ABSTRACT
Background: Maintaining appropriate professional boundaries with clients in mental health settings can be complex, particularly for forensic inpatient nurses and healthcare workers. The literature in this area has mainly focused on boundary violations, with little research on how staff members develop and maintain boundaries in forensic inpatient units, despite safe working relationships being beneficial for staff experience and client recovery.
Method: Interviews with 11 nurses and healthcare workers from forensic inpatient wards were analyzed using a constructivist grounded theory methodology.

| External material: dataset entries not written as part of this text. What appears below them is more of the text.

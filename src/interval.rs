//! Fixed-width time buckets.
//!
//! An [`Interval`] slices wall-clock time into consecutive, non-overlapping
//! buckets of `width` seconds aligned on the Unix epoch. Bucket `i` covers the
//! half-open range `[i * width, (i + 1) * width)`.
//!
//! All arithmetic is done on integer nanoseconds, so bucket boundaries are exact
//! and timestamps before the epoch floor towards negative infinity rather than
//! towards zero.

use std::time::{Duration, SystemTime, UNIX_EPOCH};

use crate::TimebucketError;

const NANOS_PER_SEC: i128 = 1_000_000_000;

/// A half-open range of wall-clock time, `[start, end)`.
#[derive(Debug, Clone, Copy, PartialEq, Eq, Hash)]
pub struct TimeRange {
    /// Inclusive lower bound.
    pub start: SystemTime,
    /// Exclusive upper bound.
    pub end: SystemTime,
}

impl TimeRange {
    /// Whether `time` falls inside the range.
    pub fn contains(&self, time: SystemTime) -> bool {
        self.start <= time && time < self.end
    }
}

/// Width of a time bucket, a whole number of seconds.
///
/// # Examples
///
/// ```
/// use std::time::{Duration, UNIX_EPOCH};
/// use timebucket::Interval;
///
/// let hour = Interval::from_secs(3600).unwrap();
/// let t = UNIX_EPOCH + Duration::from_secs(7300);
///
/// assert_eq!(hour.index(t), 2);
/// assert_eq!(hour.range_containing(t).start, UNIX_EPOCH + Duration::from_secs(7200));
///
/// assert!(Interval::try_from(Duration::from_millis(1500)).is_err());
/// ```
#[derive(Debug, Clone, Copy, PartialEq, Eq, Hash, PartialOrd, Ord)]
pub struct Interval {
    secs: u64,
}

impl Default for Interval {
    /// Returns a one hour interval.
    fn default() -> Self {
        Self { secs: 3600 }
    }
}

impl Interval {
    /// Create an interval `secs` seconds wide.
    pub fn from_secs(secs: u64) -> Result<Self, TimebucketError> {
        if secs == 0 {
            return Err(TimebucketError::InvalidInterval(
                "Interval width must be greater than 0".to_string(),
            ));
        }

        if i64::try_from(secs).is_err() {
            return Err(TimebucketError::InvalidInterval(
                "Interval width is too large".to_string(),
            ));
        }

        Ok(Self { secs })
    }

    /// Width in whole seconds.
    pub fn as_secs(&self) -> u64 {
        self.secs
    }

    /// Width as a [`Duration`].
    pub fn width(&self) -> Duration {
        Duration::from_secs(self.secs)
    }

    fn width_nanos(&self) -> i128 {
        self.secs as i128 * NANOS_PER_SEC
    }

    /// Index of the bucket containing `time`.
    pub fn index(&self, time: SystemTime) -> i64 {
        // width >= 1s keeps the quotient well inside i64
        unix_nanos(time).div_euclid(self.width_nanos()) as i64
    }

    /// The bucket range containing `time`; `start <= time < end` always holds.
    pub fn range_containing(&self, time: SystemTime) -> TimeRange {
        let nanos = unix_nanos(time);
        let remain = nanos.rem_euclid(self.width_nanos());
        let start = nanos - remain;

        // `start` lies between the epoch and `time`, so both bounds are representable
        // whenever `time` is, except an `end` past the platform's last instant.
        let start = from_unix_nanos(start).unwrap_or(time);
        let end = start.checked_add(self.width()).unwrap_or(time);

        TimeRange { start, end }
    }

    /// The range covered by bucket `index`, or `None` if it cannot be
    /// represented as a [`SystemTime`].
    pub fn range_of_index(&self, index: i64) -> Option<TimeRange> {
        let start = (index as i128).checked_mul(self.width_nanos())?;
        let end = start.checked_add(self.width_nanos())?;

        Some(TimeRange {
            start: from_unix_nanos(start)?,
            end: from_unix_nanos(end)?,
        })
    }
}

impl TryFrom<Duration> for Interval {
    type Error = TimebucketError;

    fn try_from(value: Duration) -> Result<Self, Self::Error> {
        if value.subsec_nanos() != 0 {
            return Err(TimebucketError::InvalidInterval(format!(
                "Interval width must be a whole number of seconds, got {value:?}"
            )));
        }

        Self::from_secs(value.as_secs())
    }
}

fn unix_nanos(time: SystemTime) -> i128 {
    match time.duration_since(UNIX_EPOCH) {
        Ok(d) => d.as_nanos() as i128,
        Err(e) => -(e.duration().as_nanos() as i128),
    }
}

fn from_unix_nanos(nanos: i128) -> Option<SystemTime> {
    let abs = nanos.unsigned_abs();
    let secs = u64::try_from(abs / NANOS_PER_SEC as u128).ok()?;
    let duration = Duration::new(secs, (abs % NANOS_PER_SEC as u128) as u32);

    if nanos >= 0 {
        UNIX_EPOCH.checked_add(duration)
    } else {
        UNIX_EPOCH.checked_sub(duration)
    }
}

Results: A cyclical model of boundary development was developed in which staff initially acclimatize to the forensic environment before entering a calibration phase of constantly assessing and addressing professional boundary issues in daily working life. Staff members use this experience alongside reflection, social learning, and clinical supervision to undergo individual learning and team development. In the fourth phase, they use this learning to recalibrate their views on boundaries, themselves, and how they work with clients. This recalibration impacts on staff members' further management of daily boundaries, providing more materials for learning, which leads to further recalibration.
Conclusions: This study echoes previous literature suggesting the importance of supervision and reflective spaces in professional boundary understanding. The model is comparable with existing learning theory and reflects a clinical drive toward safe uncertainty. The importance of social and experiential learning is highlighted and has important implications for forensic nurses.